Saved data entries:
•••••
impl PipelineConfig {
    /// Creates a new configuration with default values.
    pub fn new() -> Self {
        Self::default()
    }

    /// Creates configuration from environment variables.
    ///
    /// # Environment Variables
    ///
    /// - `CONTENT_FORGE_MODEL`: Default model (default: openai/gpt-4.1)
    /// - `CONTENT_FORGE_API_BASE`: API base URL (default: OpenRouter)
    /// - `CONTENT_FORGE_API_KEY`: API key, falling back to `OPENROUTER_API_KEY`
    /// - `CONTENT_FORGE_TIMEOUT_SECS`: Per-call timeout (default: 120)
    /// - `CONTENT_FORGE_RETRY_MAX_ATTEMPTS`: Transport attempts per call (default: 3)
    /// - `CONTENT_FORGE_RETRY_BASE_DELAY_MS`: First backoff delay (default: 1000)
    /// - `CONTENT_FORGE_RETRY_MAX_DELAY_MS`: Backoff cap (default: 30000)
    /// - `CONTENT_FORGE_RETRY_MULTIPLIER`: Backoff growth factor (default: 2.0)
    /// - `CONTENT_FORGE_RETRY_JITTER`: Relative jitter (default: 0.2)
    /// - `CONTENT_FORGE_MAX_VALIDATION_ATTEMPTS`: Validation attempts (default: 3)
    /// - `CONTENT_FORGE_MAX_TOTAL_CALLS`: Remote calls per run (default: 8)
    /// - `CONTENT_FORGE_TEMPERATURE_STEP`: Cooling per retry (default: 0.2)
    /// - `CONTENT_FORGE_VALIDATION_FEEDBACK`: Feed violations back (default: true)
    /// - `CONTENT_FORGE_MAX_CONCURRENT`: Concurrent runs in a batch (default: 4)
    /// - `CONTENT_FORGE_STORE_PATH`: Artifact directory (default: ./out/artifacts)
    /// - `CONTENT_FORGE_PRICE_INPUT_PER_1M`: Input price in dollars (default: 2.0)
    /// - `CONTENT_FORGE_PRICE_OUTPUT_PER_1M`: Output price in dollars (default: 8.0)
    /// - `CONTENT_FORGE_DAILY_BUDGET`: Daily budget in dollars (default: 100.0)
    /// - `CONTENT_FORGE_MONTHLY_BUDGET`: Monthly budget in dollars (default: 1000.0)
    ///
    /// # Errors
    ///
    /// Returns `ConfigError` if a variable has an invalid value or the
    /// resulting configuration fails validation.
    pub fn from_env() -> Result<Self, ConfigError> {
        Self::from_lookup(|key| std::env::var(key).ok())
    }

    /// Same as [`from_env`](Self::from_env) with an explicit variable source.
    pub fn from_lookup<F>(lookup: F) -> Result<Self, ConfigError>
    where
        F: Fn(&str) -> Option<String>,
    {
        let mut config = Self::default();

        if let Some(val) = lookup("CONTENT_FORGE_MODEL") {
            config.default_model = val;
        }
        if let Some(val) = lookup("CONTENT_FORGE_API_BASE") {
            config.api_base = val;
        }
        let non_blank = |key: &String| !key.trim().is_empty();
        config.api_key = lookup("CONTENT_FORGE_API_KEY")
            .filter(non_blank)
            .or_else(|| lookup("OPENROUTER_API_KEY").filter(non_blank));
        if let Some(val) = lookup("CONTENT_FORGE_TIMEOUT_SECS") {
            let secs: u64 = parse_env_value(&val, "CONTENT_FORGE_TIMEOUT_SECS")?;
            config.attempt_timeout = Duration::from_secs(secs);
        }

        if let Some(val) = lookup("CONTENT_FORGE_RETRY_MAX_ATTEMPTS") {
            config.retry.max_attempts = parse_env_value(&val, "CONTENT_FORGE_RETRY_MAX_ATTEMPTS")?;
        }
        if let Some(val) = lookup("CONTENT_FORGE_RETRY_BASE_DELAY_MS") {
            let ms: u64 = parse_env_value(&val, "CONTENT_FORGE_RETRY_BASE_DELAY_MS")?;
            config.retry.base_delay = Duration::from_millis(ms);
        }
        if let Some(val) = lookup("CONTENT_FORGE_RETRY_MAX_DELAY_MS") {
            let ms: u64 = parse_env_value(&val, "CONTENT_FORGE_RETRY_MAX_DELAY_MS")?;
            config.retry.max_delay = Duration::from_millis(ms);
        }
        if let Some(val) = lookup("CONTENT_FORGE_RETRY_MULTIPLIER") {
            config.retry.multiplier = parse_env_value(&val, "CONTENT_FORGE_RETRY_MULTIPLIER")?;
        }
        if let Some(val) = lookup("CONTENT_FORGE_RETRY_JITTER") {
            config.retry.jitter = parse_env_value(&val, "CONTENT_FORGE_RETRY_JITTER")?;
        }

        if let Some(val) = lookup("CONTENT_FORGE_MAX_VALIDATION_ATTEMPTS") {
            config.max_validation_attempts =
                parse_env_value(&val, "CONTENT_FORGE_MAX_VALIDATION_ATTEMPTS")?;
        }
        if let Some(val) = lookup("CONTENT_FORGE_MAX_TOTAL_CALLS") {
            config.max_total_calls = parse_env_value(&val, "CONTENT_FORGE_MAX_TOTAL_CALLS")?;
        }
        if let Some(val) = lookup("CONTENT_FORGE_TEMPERATURE_STEP") {
            config.temperature_step = parse_env_value(&val, "CONTENT_FORGE_TEMPERATURE_STEP")?;
        }
        if let Some(val) = lookup("CONTENT_FORGE_VALIDATION_FEEDBACK") {
            config.validation_feedback = parse_env_bool(&val, "CONTENT_FORGE_VALIDATION_FEEDBACK")?;
        }

        if let Some(val) = lookup("CONTENT_FORGE_MAX_CONCURRENT") {
            config.max_concurrent_tasks = parse_env_value(&val, "CONTENT_FORGE_MAX_CONCURRENT")?;
        }
        if let Some(val) = lookup("CONTENT_FORGE_STORE_PATH") {
            config.artifact_path = PathBuf::from(val);
        }

        if let Some(val) = lookup("CONTENT_FORGE_PRICE_INPUT_PER_1M") {
            config.pricing.input_per_1m =
                parse_env_value(&val, "CONTENT_FORGE_PRICE_INPUT_PER_1M")?;
        }
        if let Some(val) = lookup("CONTENT_FORGE_PRICE_OUTPUT_PER_1M") {
            config.pricing.output_per_1m =
                parse_env_value(&val, "CONTENT_FORGE_PRICE_OUTPUT_PER_1M")?;
        }
        if let Some(val) = lookup("CONTENT_FORGE_DAILY_BUDGET") {
            config.daily_budget = parse_env_value(&val, "CONTENT_FORGE_DAILY_BUDGET")?;
        }
        if let Some(val) = lookup("CONTENT_FORGE_MONTHLY_BUDGET") {
            config.monthly_budget = parse_env_value(&val, "CONTENT_FORGE_MONTHLY_BUDGET")?;
        }

        config.validate()?;
        Ok(config)
    }

    /// Returns the API key or `MissingEnvVar` when none is configured.
    pub fn require_api_key(&self) -> Result<&str, ConfigError> {
        self.api_key
            .as_deref()
            .ok_or_else(|| ConfigError::MissingEnvVar("CONTENT_FORGE_API_KEY".to_string()))
    }

    /// Validates the configuration values.
    ///
    /// # Errors
    ///
    /// Returns `ConfigError::ValidationFailed` if any values are invalid.
    pub fn validate(&self) -> Result<(), ConfigError> {
        if self.default_model.trim().is_empty() {
            return Err(ConfigError::ValidationFailed(
                "default_model cannot be empty".to_string(),
            ));
        }

        if !self.api_base.starts_with("http://") && !self.api_base.starts_with("https://") {
            return Err(ConfigError::ValidationFailed(format!(
                "api_base must be an http(s) URL, got '{}'",
                self.api_base
            )));
        }

        if self.attempt_timeout.is_zero() {
            return Err(ConfigError::ValidationFailed(
                "attempt_timeout must be greater than 0".to_string(),
            ));
        }

        if self.retry.max_attempts == 0 {
            return Err(ConfigError::ValidationFailed(
                "retry max_attempts must be greater than 0".to_string(),
            ));
        }

        if self.retry.base_delay > self.retry.max_delay {
            return Err(ConfigError::ValidationFailed(
                "retry base_delay cannot exceed max_delay".to_string(),
            ));
        }

        if self.retry.multiplier < 1.0 {
            return Err(ConfigError::ValidationFailed(
                "retry multiplier must be at least 1.0".to_string(),
            ));
        }

        if !(0.0..=1.0).contains(&self.retry.jitter) {
            return Err(ConfigError::ValidationFailed(
                "retry jitter must be between 0.0 and 1.0".to_string(),
            ));
        }

        if self.max_validation_attempts == 0 {
            return Err(ConfigError::ValidationFailed(
                "max_validation_attempts must be greater than 0".to_string(),
            ));
        }

        if self.max_total_calls < self.max_validation_attempts {
            return Err(ConfigError::ValidationFailed(
                "max_total_calls cannot be lower than max_validation_attempts".to_string(),
            ));
        }

        if !(0.0..=2.0).contains(&self.temperature_step) {
            return Err(ConfigError::ValidationFailed(
                "temperature_step must be between 0.0 and 2.0".to_string(),
            ));
        }

        if self.max_concurrent_tasks == 0 {
            return Err(ConfigError::ValidationFailed(
                "max_concurrent_tasks must be greater than 0".to_string(),
            ));
        }

        if self.pricing.input_per_1m < 0.0 || self.pricing.output_per_1m < 0.0 {
            return Err(ConfigError::ValidationFailed(
                "pricing cannot be negative".to_string(),
            ));
        }

        if self.daily_budget < 0.0 {
            return Err(ConfigError::ValidationFailed(
                "daily_budget cannot be negative".to_string(),
            ));
        }

        if self.monthly_budget < 0.0 {
            return Err(ConfigError::ValidationFailed(
                "monthly_budget cannot be negative".to_string(),
            ));
        }

        if self.daily_budget > self.monthly_budget {
            return Err(ConfigError::ValidationFailed(
                "daily_budget cannot exceed monthly_budget".to_string(),
            ));
        }

        Ok(())
    }

    pub fn with_default_model(mut self, model: impl Into<String>) -> Self {
        self.default_model = model.into();
        self
    }

    pub fn with_api_base(mut self, base: impl Into<String>) -> Self {
        self.api_base = base.into();
        self
    }

    pub fn with_api_key(mut self, key: impl Into<String>) -> Self {
        self.api_key = Some(key.into());
        self
    }

    pub fn with_attempt_timeout(mut self, timeout: Duration) -> Self {
        self.attempt_timeout = timeout;
        self
    }

    pub fn with_retry_policy(mut self, retry: RetryPolicy) -> Self {
        self.retry = retry;
        self
    }

    pub fn with_max_validation_attempts(mut self, attempts: u32) -> Self {
        self.max_validation_attempts = attempts;
        self
    }

    pub fn with_max_total_calls(mut self, calls: u32) -> Self {
        self.max_total_calls = calls;
        self
    }

    pub fn with_temperature_step(mut self, step: f64) -> Self {
        self.temperature_step = step;
        self
    }

    pub fn with_validation_feedback(mut self, enabled: bool) -> Self {
        self.validation_feedback = enabled;
        self
    }

    pub fn with_max_concurrent_tasks(mut self, max: usize) -> Self {
        self.max_concurrent_tasks = max;
        self
    }

    pub fn with_artifact_path(mut self, path: impl Into<PathBuf>) -> Self {
        self.artifact_path = path.into();
        self
    }

    pub fn with_pricing(mut self, pricing: ModelPricing) -> Self {
        self.pricing = pricing;
        self
    }

    pub fn with_daily_budget(mut self, budget: f64) -> Self {
        self.daily_budget = budget;
        self
    }

    pub fn with_monthly_budget(mut self, budget: f64) -> Self {
        self.monthly_budget = budget;
        self
    }
}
•••••
About this task: Repeat every line of the data word for word until you have repeated the line that contains "cap (default: 30000)", which is the last one to include.

Solution for this exercise:
impl PipelineConfig {
    /// Creates a new configuration with default values.
    pub fn new() -> Self {
        Self::default()
    }

    /// Creates configuration from environment variables.
    ///
    /// # Environment Variables
    ///
    /// - `CONTENT_FORGE_MODEL`: Default model (default: openai/gpt-4.1)
    /// - `CONTENT_FORGE_API_BASE`: API base URL (default: OpenRouter)
    /// - `CONTENT_FORGE_API_KEY`: API key, falling back to `OPENROUTER_API_KEY`
    /// - `CONTENT_FORGE_TIMEOUT_SECS`: Per-call timeout (default: 120)
    /// - `CONTENT_FORGE_RETRY_MAX_ATTEMPTS`: Transport attempts per call (default: 3)
    /// - `CONTENT_FORGE_RETRY_BASE_DELAY_MS`: First backoff delay (default: 1000)
    /// - `CONTENT_FORGE_RETRY_MAX_DELAY_MS`: Backoff cap (default: 30000)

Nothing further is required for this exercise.